ハリーは声を荒らげたが、バン!という音で言葉を途切れさせた。
Aがテーブルを叩いた音だった。
ダイニングにいた全員の目が二人の方を向き、シリウスは椅子から腰を浮かせて右手で杖を触っている。

「いい加減にして!例のあの人が復活したのも、セドリックが殺されたのも、あなたが変な夢を見るのも、私のせいじゃない!!八つ当たりしないで!!」
「誰がいつ君のせいにした!?僕は君が裏切り者だから見張ってるんだ、いつ騎士団のみんなを殺すかわからないから!」
「私がいつ裏切ったっていうの!?妄想もいい加減に__」

「君は母親と連絡を取ってる!」

Aはひゅっと息を呑んだ。
勝ち誇ったような顔をするハリーと目を見開いたまま震えるAを交互に見て、フレッドはいてもたってもいられず彼女を抱きしめた。

「……一方的に、手紙が届いただけよ……」
「誰が証明できる?いちいち丁寧に手紙を開けて中身を読んでから燃やしてたくせに!」

ジョージが黙ってハリーの腕を掴んで椅子に座らせると、ハリーはそこで初めて部屋の中をぐるりと見渡した。
モリーは今にも失神しそうになっているし、ジニーは泣いている。
そして最後にフレッドにしがみついて涙を流すAを見たとき、ハリーはこの女をめちゃくちゃにしてやりたいという衝動に駆られた。
"やれ"という声が聞こえたような気がして、ハリーは頭を捩った。

「俺のことが心配ならまたリーマスやムーディにでも見てもらえばいい。
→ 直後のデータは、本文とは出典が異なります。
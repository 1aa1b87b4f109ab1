mod support;

use dripline::{application::lifecycle::LifecycleError, domain::types::SendStatus};
use support::{Harness, monday_noon};

#[tokio::test]
async fn stop_all_covers_every_enrollment_of_the_address() {
    let harness = Harness::new();
    let first_journey = harness.store.add_journey("First", false);
    let second_journey = harness.store.add_journey("Second", false);
    harness.store.add_step(first_journey.id, 1, None, 0, None);
    harness.store.add_step(second_journey.id, 1, None, 0, None);

    let first = harness.enroll(first_journey.id, "ada@example.org").await;
    let second = harness.enroll(second_journey.id, "ada@example.org").await;
    let other = harness.enroll(first_journey.id, "bob@example.org").await;

    assert!(harness.lifecycle.stop_all(first.id).await);

    for enrollment in [first.id, second.id] {
        assert!(
            harness
                .store
                .sends_for(enrollment)
                .iter()
                .all(|send| send.status == SendStatus::Stopped)
        );
    }
    assert_eq!(
        harness.store.sends_for(other.id)[0].status,
        SendStatus::Pending
    );
}

#[tokio::test]
async fn stop_all_twice_is_harmless() {
    let harness = Harness::new();
    let journey = harness.store.add_journey("First", false);
    harness.store.add_step(journey.id, 1, None, 0, None);
    harness.store.add_step(journey.id, 2, None, 0, None);
    let enrollment = harness.enroll(journey.id, "ada@example.org").await;

    assert_eq!(harness.lifecycle.try_stop_all(enrollment.id).await.unwrap(), 2);
    assert_eq!(harness.lifecycle.try_stop_all(enrollment.id).await.unwrap(), 0);
    assert!(harness.lifecycle.stop_all(enrollment.id).await);
}

#[tokio::test]
async fn stop_all_reports_unknown_enrollment() {
    let harness = Harness::new();

    assert!(!harness.lifecycle.stop_all(77).await);
    assert!(matches!(
        harness.lifecycle.try_stop_all(77).await,
        Err(LifecycleError::EnrollmentNotFound(77))
    ));
}

#[tokio::test]
async fn stop_single_is_scoped_to_the_step_journey() {
    let harness = Harness::new();
    let journey = harness.store.add_journey("Main", false);
    let other_journey = harness.store.add_journey("Side", false);
    let step_one = harness.store.add_step(journey.id, 1, None, 0, None);
    harness.store.add_step(journey.id, 2, None, 0, None);
    let side_step = harness.store.add_step(other_journey.id, 1, None, 0, None);

    let enrollment = harness.enroll(journey.id, "ada@example.org").await;
    let side_send = harness.store.add_send(
        enrollment.id,
        side_step.id,
        monday_noon(),
        SendStatus::Pending,
    );

    assert_eq!(
        harness
            .lifecycle
            .try_stop_single(enrollment.id, step_one.id)
            .await
            .unwrap(),
        2
    );
    assert_eq!(
        harness.store.send(side_send.id).map(|send| send.status),
        Some(SendStatus::Pending)
    );

    // Nothing left to stop; still a success.
    assert!(harness.lifecycle.stop_single(enrollment.id, step_one.id).await);
    assert_eq!(
        harness
            .lifecycle
            .try_stop_single(enrollment.id, step_one.id)
            .await
            .unwrap(),
        0
    );
}

#[tokio::test]
async fn stop_single_twice_is_harmless() {
    let harness = Harness::new();
    let journey = harness.store.add_journey("Main", false);
    let step = harness.store.add_step(journey.id, 1, None, 0, None);
    harness.store.add_step(journey.id, 2, None, 0, None);
    let enrollment = harness.enroll(journey.id, "ada@example.org").await;

    assert!(harness.lifecycle.stop_single(enrollment.id, step.id).await);
    let after_first = harness.store.sends_for(enrollment.id);
    assert!(
        after_first
            .iter()
            .all(|send| send.status == SendStatus::Stopped)
    );

    assert!(harness.lifecycle.stop_single(enrollment.id, step.id).await);
    assert_eq!(harness.store.sends_for(enrollment.id), after_first);
    assert_eq!(
        harness
            .lifecycle
            .try_stop_single(enrollment.id, step.id)
            .await
            .unwrap(),
        0
    );
}

#[tokio::test]
async fn stop_single_never_touches_other_enrollments() {
    let harness = Harness::new();
    let journey = harness.store.add_journey("Main", false);
    let step = harness.store.add_step(journey.id, 1, None, 0, None);
    let ada = harness.enroll(journey.id, "ada@example.org").await;
    let ada_again = harness.enroll(journey.id, "ada@example.org").await;

    assert!(harness.lifecycle.stop_single(ada.id, step.id).await);

    assert_eq!(harness.store.sends_for(ada.id)[0].status, SendStatus::Stopped);
    assert_eq!(
        harness.store.sends_for(ada_again.id)[0].status,
        SendStatus::Pending
    );
}

#[tokio::test]
async fn stop_single_reports_unknown_step() {
    let harness = Harness::new();
    let journey = harness.store.add_journey("Main", false);
    harness.store.add_step(journey.id, 1, None, 0, None);
    let enrollment = harness.enroll(journey.id, "ada@example.org").await;

    assert!(!harness.lifecycle.stop_single(enrollment.id, 9999).await);
}

#[tokio::test]
async fn redirect_moves_enrollment_into_target_journey() {
    let harness = Harness::new();
    let source_journey = harness.store.add_journey("Source", false);
    let target_journey = harness.store.add_journey("Target", false);
    let first_step = harness.store.add_step(source_journey.id, 0, None, 10, None);
    let second_step = harness.store.add_step(source_journey.id, 1, None, 0, None);
    for day in 0..3 {
        harness
            .store
            .add_step(target_journey.id, day, Some("10:00"), 0, None);
    }

    let source = harness.enroll(source_journey.id, "ada@example.org").await;
    let created = harness
        .lifecycle
        .try_redirect(source.id, target_journey.id)
        .await
        .expect("redirect succeeds");

    assert!(
        harness
            .store
            .sends_for(source.id)
            .iter()
            .all(|send| send.status == SendStatus::Stopped)
    );

    assert_eq!(created.journey_id, target_journey.id);
    assert_eq!(created.email, source.email);
    assert_eq!(created.list_entry_id, source.list_entry_id);
    let new_sends = harness.store.sends_for(created.id);
    assert_eq!(new_sends.len(), 3);
    assert!(new_sends.iter().all(|send| send.status == SendStatus::Pending));

    assert_eq!(harness.store.counts(first_step.id, source.id).stopped, 1);
    assert_eq!(harness.store.counts(second_step.id, source.id).stopped, 1);
    // The most recently created send of the old enrollment carries the redirect.
    assert_eq!(harness.store.counts(second_step.id, source.id).redirected, 1);
    assert_eq!(harness.store.counts(first_step.id, source.id).redirected, 0);
}

#[tokio::test]
async fn redirect_only_counts_steps_that_were_pending() {
    let harness = Harness::new();
    let source_journey = harness.store.add_journey("Source", false);
    let target_journey = harness.store.add_journey("Target", false);
    let sent_step = harness.store.add_step(source_journey.id, 0, None, 10, None);
    let pending_step = harness.store.add_step(source_journey.id, 1, None, 0, None);
    harness.store.add_step(target_journey.id, 1, None, 0, None);

    let source = harness.enroll(source_journey.id, "ada@example.org").await;
    let sent = harness
        .store
        .sends_for(source.id)
        .iter()
        .find(|send| send.step_id == sent_step.id)
        .map(|send| send.id)
        .expect("send for first step");
    harness.store.force_status(sent, SendStatus::Sent);

    assert!(harness.lifecycle.redirect(source.id, target_journey.id).await);

    assert_eq!(harness.store.counts(sent_step.id, source.id).stopped, 0);
    assert_eq!(harness.store.counts(pending_step.id, source.id).stopped, 1);
    assert_eq!(
        harness.store.send(sent).map(|send| send.status),
        Some(SendStatus::Sent)
    );
}

#[tokio::test]
async fn redirect_to_unknown_journey_fails() {
    let harness = Harness::new();
    let journey = harness.store.add_journey("Source", false);
    harness.store.add_step(journey.id, 1, None, 0, None);
    let source = harness.enroll(journey.id, "ada@example.org").await;

    assert!(!harness.lifecycle.redirect(source.id, 4242).await);
    assert!(matches!(
        harness.lifecycle.try_redirect(source.id, 4242).await,
        Err(LifecycleError::JourneyNotFound(4242))
    ));
    assert_eq!(harness.store.enrollments_for("ada@example.org").len(), 1);
}

#[tokio::test]
async fn branch_inherits_target_bypass_flag() {
    let harness = Harness::new();
    let source_journey = harness.store.add_journey("Source", false);
    let target_journey = harness.store.add_journey("Open", true);
    harness.store.add_step(target_journey.id, 1, None, 0, None);
    let source = harness.enroll(source_journey.id, "ada@example.org").await;

    let created = harness
        .lifecycle
        .try_redirect(source.id, target_journey.id)
        .await
        .expect("redirect succeeds");

    assert!(created.bypass);
    assert_eq!(created.enrolled_at.nanosecond(), 0);
}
」

フレッドがAの髪を撫でながら静かに言うと、ハリーはぐっと言葉に詰まって厨房を出ていった。
「ハリーの言葉が本当なら____」とシリウスはAを睨みつけた。

「本当に、私があの人の手紙に返事したことも私からなにか送ったことも、一度もないわ」

鼻声で訴えるAにシリウスは唸り、厨房の奥の部屋へ消えていった。
ジニーとAが鼻を啜る音だけが満ちた厨房に、やっと我に返ったモリーの無理やりな明るい声が響いた。

「さあ、朝食を食べ終わったら病院に行く準備をしましょう___さっきビルから、お父さまがお目覚めになったって知らせが来たのよ」

ジニーはほっと安堵の息を漏らし、自分とAの部屋に荷物を取りに行った。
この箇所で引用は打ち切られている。